--- START ---
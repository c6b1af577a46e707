//! Web search used as the fallback when a knowledge-base answer is judged
//! irrelevant. [`TavilyClient`] talks to the Tavily search API.

use crate::types::{AppError, Result};
use crate::utils::toml_config::WebSearchConfig;
use async_trait::async_trait;
use reqwest::Url;
use serde::{Deserialize, Serialize};
use serde_json::json;

#[derive(Debug, Clone, PartialEq, Serialize, Deserialize)]
pub struct WebResult {
    pub content: String,
    pub url: String,
    #[serde(default)]
    pub score: f64,
}

#[async_trait]
pub trait WebSearch: Send + Sync {
    async fn search(
        &self,
        query: &str,
        max_results: usize,
        include_domains: &[String],
        exclude_domains: &[String],
    ) -> Result<Vec<WebResult>>;
}

#[derive(Debug, Deserialize)]
struct TavilyResponse {
    #[serde(default)]
    results: Vec<WebResult>,
}

pub struct TavilyClient {
    http: reqwest::Client,
    endpoint: Url,
    api_key: String,
    search_depth: String,
}

impl TavilyClient {
    pub fn new(base_url: &str, api_key: String, search_depth: &str) -> Result<Self> {
        let endpoint = Url::parse(base_url)
            .and_then(|base| base.join("search"))
            .map_err(|e| {
                AppError::Configuration(format!("invalid web search URL '{}': {}", base_url, e))
            })?;

        Ok(Self {
            http: reqwest::Client::new(),
            endpoint,
            api_key,
            search_depth: search_depth.to_string(),
        })
    }

    /// An unset key is not fatal: searches fail and the fan-out degrades
    pub fn from_config(config: &WebSearchConfig) -> Result<Self> {
        let api_key = std::env::var(&config.api_key_env).unwrap_or_else(|_| {
            tracing::warn!(env = %config.api_key_env, "Web search key not set");
            String::new()
        });
        Self::new(&config.base_url, api_key, &config.search_depth)
    }
}

#[async_trait]
impl WebSearch for TavilyClient {
    async fn search(
        &self,
        query: &str,
        max_results: usize,
        include_domains: &[String],
        exclude_domains: &[String],
    ) -> Result<Vec<WebResult>> {
        let body = json!({
            "query": query,
            "search_depth": self.search_depth,
            "max_results": max_results,
            "include_answer": true,
            "include_raw_content": false,
            "include_images": false,
            "include_domains": include_domains,
            "exclude_domains": exclude_domains,
        });

        let response = self
            .http
            .post(self.endpoint.clone())
            .bearer_auth(&self.api_key)
            .json(&body)
            .send()
            .await
            .and_then(|r| r.error_for_status())
            .map_err(|e| AppError::WebSearch(format!("Tavily request failed: {}", e)))?;

        let parsed: TavilyResponse = response
            .json()
            .await
            .map_err(|e| AppError::WebSearch(format!("Tavily response malformed: {}", e)))?;

        Ok(parsed.results)
    }
}

/// Host of a result URL, without a leading `www.`
pub fn domain_of(url: &str) -> Option<String> {
    let parsed = Url::parse(url).ok()?;
    let host = parsed.host_str()?;
    Some(host.trim_start_matches("www.").to_string())
}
--- END ---
Every single entry above has to be copied exactly.

repository c6b1af577a46e707
//! Web search used as the fallback when a knowledge-base answer is judged
//! irrelevant. [`TavilyClient`] talks to the Tavily search API.

use crate::types::{AppError, Result};
use crate::utils::toml_config::WebSearchConfig;
use async_trait::async_trait;
use reqwest::Url;
use serde::{Deserialize, Serialize};
use serde_json::json;

#[derive(Debug, Clone, PartialEq, Serialize, Deserialize)]
pub struct WebResult {
    pub content: String,
    pub url: String,
    #[serde(default)]
    pub score: f64,
}

#[async_trait]
pub trait WebSearch: Send + Sync {
    async fn search(
        &self,
        query: &str,
        max_results: usize,
        include_domains: &[String],
        exclude_domains: &[String],
    ) -> Result<Vec<WebResult>>;
}

#[derive(Debug, Deserialize)]
struct TavilyResponse {
    #[serde(default)]
    results: Vec<WebResult>,
}

pub struct TavilyClient {
    http: reqwest::Client,
    endpoint: Url,
    api_key: String,
    search_depth: String,
}

impl TavilyClient {
    pub fn new(base_url: &str, api_key: String, search_depth: &str) -> Result<Self> {
        let endpoint = Url::parse(base_url)
            .and_then(|base| base.join("search"))
            .map_err(|e| {
                AppError::Configuration(format!("invalid web search URL '{}': {}", base_url, e))
            })?;

        Ok(Self {
            http: reqwest::Client::new(),
            endpoint,
            api_key,
            search_depth: search_depth.to_string(),
        })
    }

    /// An unset key is not fatal: searches fail and the fan-out degrades
    pub fn from_config(config: &WebSearchConfig) -> Result<Self> {
        let api_key = std::env::var(&config.api_key_env).unwrap_or_else(|_| {
            tracing::warn!(env = %config.api_key_env, "Web search key not set");
            String::new()
        });
        Self::new(&config.base_url, api_key, &config.search_depth)
    }
}

#[async_trait]
impl WebSearch for TavilyClient {
    async fn search(
        &self,
        query: &str,
        max_results: usize,
        include_domains: &[String],
        exclude_domains: &[String],
    ) -> Result<Vec<WebResult>> {
        let body = json!({
            "query": query,
            "search_depth": self.search_depth,
            "max_results": max_results,
            "include_answer": true,
            "include_raw_content": false,
            "include_images": false,
            "include_domains": include_domains,
            "exclude_domains": exclude_domains,
        });

        let response = self
            .http
            .post(self.endpoint.clone())
            .bearer_auth(&self.api_key)
            .json(&body)
            .send()
            .await
            .and_then(|r| r.error_for_status())
            .map_err(|e| AppError::WebSearch(format!("Tavily request failed: {}", e)))?;

        let parsed: TavilyResponse = response
            .json()
            .await
            .map_err(|e| AppError::WebSearch(format!("Tavily response malformed: {}", e)))?;

        Ok(parsed.results)
    }
}

/// Host of a result URL, without a leading `www.`
pub fn domain_of(url: &str) -> Option<String> {
    let parsed = Url::parse(url).ok()?;
    let host = parsed.host_str()?;
    Some(host.trim_start_matches("www.").to_string())
}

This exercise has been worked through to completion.